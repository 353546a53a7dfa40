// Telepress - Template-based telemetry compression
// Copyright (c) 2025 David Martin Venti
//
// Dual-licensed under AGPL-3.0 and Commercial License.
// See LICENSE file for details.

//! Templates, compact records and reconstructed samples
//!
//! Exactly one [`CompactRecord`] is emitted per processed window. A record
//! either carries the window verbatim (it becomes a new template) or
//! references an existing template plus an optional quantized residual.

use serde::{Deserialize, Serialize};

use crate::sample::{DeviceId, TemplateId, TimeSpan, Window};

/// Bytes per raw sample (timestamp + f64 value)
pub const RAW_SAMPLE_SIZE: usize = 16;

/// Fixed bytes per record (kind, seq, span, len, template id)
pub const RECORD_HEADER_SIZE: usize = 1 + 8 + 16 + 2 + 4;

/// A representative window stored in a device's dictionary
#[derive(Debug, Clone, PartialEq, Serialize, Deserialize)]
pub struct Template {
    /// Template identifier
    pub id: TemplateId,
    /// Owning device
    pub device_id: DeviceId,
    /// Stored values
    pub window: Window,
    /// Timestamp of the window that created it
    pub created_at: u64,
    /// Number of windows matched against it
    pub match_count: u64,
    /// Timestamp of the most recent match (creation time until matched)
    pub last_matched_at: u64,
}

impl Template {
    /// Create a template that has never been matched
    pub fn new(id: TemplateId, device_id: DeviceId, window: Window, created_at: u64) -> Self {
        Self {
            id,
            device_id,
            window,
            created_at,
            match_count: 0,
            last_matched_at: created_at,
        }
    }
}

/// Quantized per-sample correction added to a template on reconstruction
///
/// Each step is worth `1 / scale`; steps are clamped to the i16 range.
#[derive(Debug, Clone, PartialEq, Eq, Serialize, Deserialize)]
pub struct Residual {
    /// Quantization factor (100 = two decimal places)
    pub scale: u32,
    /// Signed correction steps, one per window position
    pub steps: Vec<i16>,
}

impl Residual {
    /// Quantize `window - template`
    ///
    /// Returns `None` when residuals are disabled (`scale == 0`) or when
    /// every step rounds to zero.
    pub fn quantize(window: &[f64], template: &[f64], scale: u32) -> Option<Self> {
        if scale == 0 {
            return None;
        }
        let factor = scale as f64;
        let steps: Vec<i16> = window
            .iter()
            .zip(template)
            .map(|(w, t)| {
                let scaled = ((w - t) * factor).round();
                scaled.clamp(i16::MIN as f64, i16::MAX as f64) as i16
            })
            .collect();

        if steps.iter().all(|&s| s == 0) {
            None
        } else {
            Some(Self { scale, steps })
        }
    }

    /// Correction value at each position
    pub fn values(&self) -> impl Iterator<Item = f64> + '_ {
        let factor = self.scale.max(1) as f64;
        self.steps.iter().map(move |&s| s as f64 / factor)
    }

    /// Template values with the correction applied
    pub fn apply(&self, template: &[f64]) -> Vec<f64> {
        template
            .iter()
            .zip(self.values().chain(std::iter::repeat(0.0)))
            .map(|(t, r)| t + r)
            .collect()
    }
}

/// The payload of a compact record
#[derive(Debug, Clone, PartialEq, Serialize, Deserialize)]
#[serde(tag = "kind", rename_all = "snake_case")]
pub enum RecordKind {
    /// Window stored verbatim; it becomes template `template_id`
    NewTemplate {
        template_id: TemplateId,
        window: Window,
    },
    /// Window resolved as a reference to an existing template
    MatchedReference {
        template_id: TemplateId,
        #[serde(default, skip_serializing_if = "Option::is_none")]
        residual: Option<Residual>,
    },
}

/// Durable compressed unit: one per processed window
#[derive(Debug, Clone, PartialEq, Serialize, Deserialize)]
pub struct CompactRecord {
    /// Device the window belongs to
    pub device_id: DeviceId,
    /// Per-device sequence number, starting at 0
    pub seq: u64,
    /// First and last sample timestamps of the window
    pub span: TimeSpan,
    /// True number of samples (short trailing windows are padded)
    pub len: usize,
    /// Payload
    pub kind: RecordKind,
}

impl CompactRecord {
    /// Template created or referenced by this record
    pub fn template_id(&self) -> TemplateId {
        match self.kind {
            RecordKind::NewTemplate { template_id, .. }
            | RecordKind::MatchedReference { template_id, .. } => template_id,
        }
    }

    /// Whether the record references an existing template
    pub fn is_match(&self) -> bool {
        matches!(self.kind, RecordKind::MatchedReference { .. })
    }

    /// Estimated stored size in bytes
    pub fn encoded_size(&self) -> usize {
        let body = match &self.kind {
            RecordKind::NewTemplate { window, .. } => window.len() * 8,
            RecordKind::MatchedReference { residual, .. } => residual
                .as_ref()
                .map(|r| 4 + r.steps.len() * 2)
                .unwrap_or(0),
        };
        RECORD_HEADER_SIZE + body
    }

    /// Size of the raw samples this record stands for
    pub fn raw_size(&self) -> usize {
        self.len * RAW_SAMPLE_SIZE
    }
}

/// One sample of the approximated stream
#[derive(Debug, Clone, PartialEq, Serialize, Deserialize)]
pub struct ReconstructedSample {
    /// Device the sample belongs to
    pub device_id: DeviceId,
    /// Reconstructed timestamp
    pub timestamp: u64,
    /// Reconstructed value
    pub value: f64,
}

•••••

_WHAT THIS TASK INVOLVES:_
The data should be transcribed exactly, line for line.

_YOUR RESPONSE:_
repository 353546a53a7dfa40
// Telepress - Template-based telemetry compression
// Copyright (c) 2025 David Martin Venti
//
// Dual-licensed under AGPL-3.0 and Commercial License.
// See LICENSE file for details.

//! Templates, compact records and reconstructed samples
//!
//! Exactly one [`CompactRecord`] is emitted per processed window. A record
//! either carries the window verbatim (it becomes a new template) or
//! references an existing template plus an optional quantized residual.

use serde::{Deserialize, Serialize};

use crate::sample::{DeviceId, TemplateId, TimeSpan, Window};

/// Bytes per raw sample (timestamp + f64 value)
pub const RAW_SAMPLE_SIZE: usize = 16;

/// Fixed bytes per record (kind, seq, span, len, template id)
pub const RECORD_HEADER_SIZE: usize = 1 + 8 + 16 + 2 + 4;

/// A representative window stored in a device's dictionary
#[derive(Debug, Clone, PartialEq, Serialize, Deserialize)]
pub struct Template {
    /// Template identifier
    pub id: TemplateId,
    /// Owning device
    pub device_id: DeviceId,
    /// Stored values
    pub window: Window,
    /// Timestamp of the window that created it
    pub created_at: u64,
    /// Number of windows matched against it
    pub match_count: u64,
    /// Timestamp of the most recent match (creation time until matched)
    pub last_matched_at: u64,
}

impl Template {
    /// Create a template that has never been matched
    pub fn new(id: TemplateId, device_id: DeviceId, window: Window, created_at: u64) -> Self {
        Self {
            id,
            device_id,
            window,
            created_at,
            match_count: 0,
            last_matched_at: created_at,
        }
    }
}

/// Quantized per-sample correction added to a template on reconstruction
///
/// Each step is worth `1 / scale`; steps are clamped to the i16 range.
#[derive(Debug, Clone, PartialEq, Eq, Serialize, Deserialize)]
pub struct Residual {
    /// Quantization factor (100 = two decimal places)
    pub scale: u32,
    /// Signed correction steps, one per window position
    pub steps: Vec<i16>,
}

impl Residual {
    /// Quantize `window - template`
    ///
    /// Returns `None` when residuals are disabled (`scale == 0`) or when
    /// every step rounds to zero.
    pub fn quantize(window: &[f64], template: &[f64], scale: u32) -> Option<Self> {
        if scale == 0 {
            return None;
        }
        let factor = scale as f64;
        let steps: Vec<i16> = window
            .iter()
            .zip(template)
            .map(|(w, t)| {
                let scaled = ((w - t) * factor).round();
                scaled.clamp(i16::MIN as f64, i16::MAX as f64) as i16
            })
            .collect();

        if steps.iter().all(|&s| s == 0) {
            None
        } else {
            Some(Self { scale, steps })
        }
    }

    /// Correction value at each position
    pub fn values(&self) -> impl Iterator<Item = f64> + '_ {
        let factor = self.scale.max(1) as f64;
        self.steps.iter().map(move |&s| s as f64 / factor)
    }

    /// Template values with the correction applied
    pub fn apply(&self, template: &[f64]) -> Vec<f64> {
        template
            .iter()
            .zip(self.values().chain(std::iter::repeat(0.0)))
            .map(|(t, r)| t + r)
            .collect()
    }
}

/// The payload of a compact record
#[derive(Debug, Clone, PartialEq, Serialize, Deserialize)]
#[serde(tag = "kind", rename_all = "snake_case")]
pub enum RecordKind {
    /// Window stored verbatim; it becomes template `template_id`
    NewTemplate {
        template_id: TemplateId,
        window: Window,
    },
    /// Window resolved as a reference to an existing template
    MatchedReference {
        template_id: TemplateId,
        #[serde(default, skip_serializing_if = "Option::is_none")]
        residual: Option<Residual>,
    },
}

/// Durable compressed unit: one per processed window
#[derive(Debug, Clone, PartialEq, Serialize, Deserialize)]
pub struct CompactRecord {
    /// Device the window belongs to
    pub device_id: DeviceId,
    /// Per-device sequence number, starting at 0
    pub seq: u64,
    /// First and last sample timestamps of the window
    pub span: TimeSpan,
    /// True number of samples (short trailing windows are padded)
    pub len: usize,
    /// Payload
    pub kind: RecordKind,
}

impl CompactRecord {
    /// Template created or referenced by this record
    pub fn template_id(&self) -> TemplateId {
        match self.kind {
            RecordKind::NewTemplate { template_id, .. }
            | RecordKind::MatchedReference { template_id, .. } => template_id,
        }
    }

    /// Whether the record references an existing template
    pub fn is_match(&self) -> bool {
        matches!(self.kind, RecordKind::MatchedReference { .. })
    }

    /// Estimated stored size in bytes
    pub fn encoded_size(&self) -> usize {
        let body = match &self.kind {
            RecordKind::NewTemplate { window, .. } => window.len() * 8,
            RecordKind::MatchedReference { residual, .. } => residual
                .as_ref()
                .map(|r| 4 + r.steps.len() * 2)
                .unwrap_or(0),
        };
        RECORD_HEADER_SIZE + body
    }

    /// Size of the raw samples this record stands for
    pub fn raw_size(&self) -> usize {
        self.len * RAW_SAMPLE_SIZE
    }
}

/// One sample of the approximated stream
#[derive(Debug, Clone, PartialEq, Serialize, Deserialize)]
pub struct ReconstructedSample {
    /// Device the sample belongs to
    pub device_id: DeviceId,
    /// Reconstructed timestamp
    pub timestamp: u64,
    /// Reconstructed value
    pub value: f64,
}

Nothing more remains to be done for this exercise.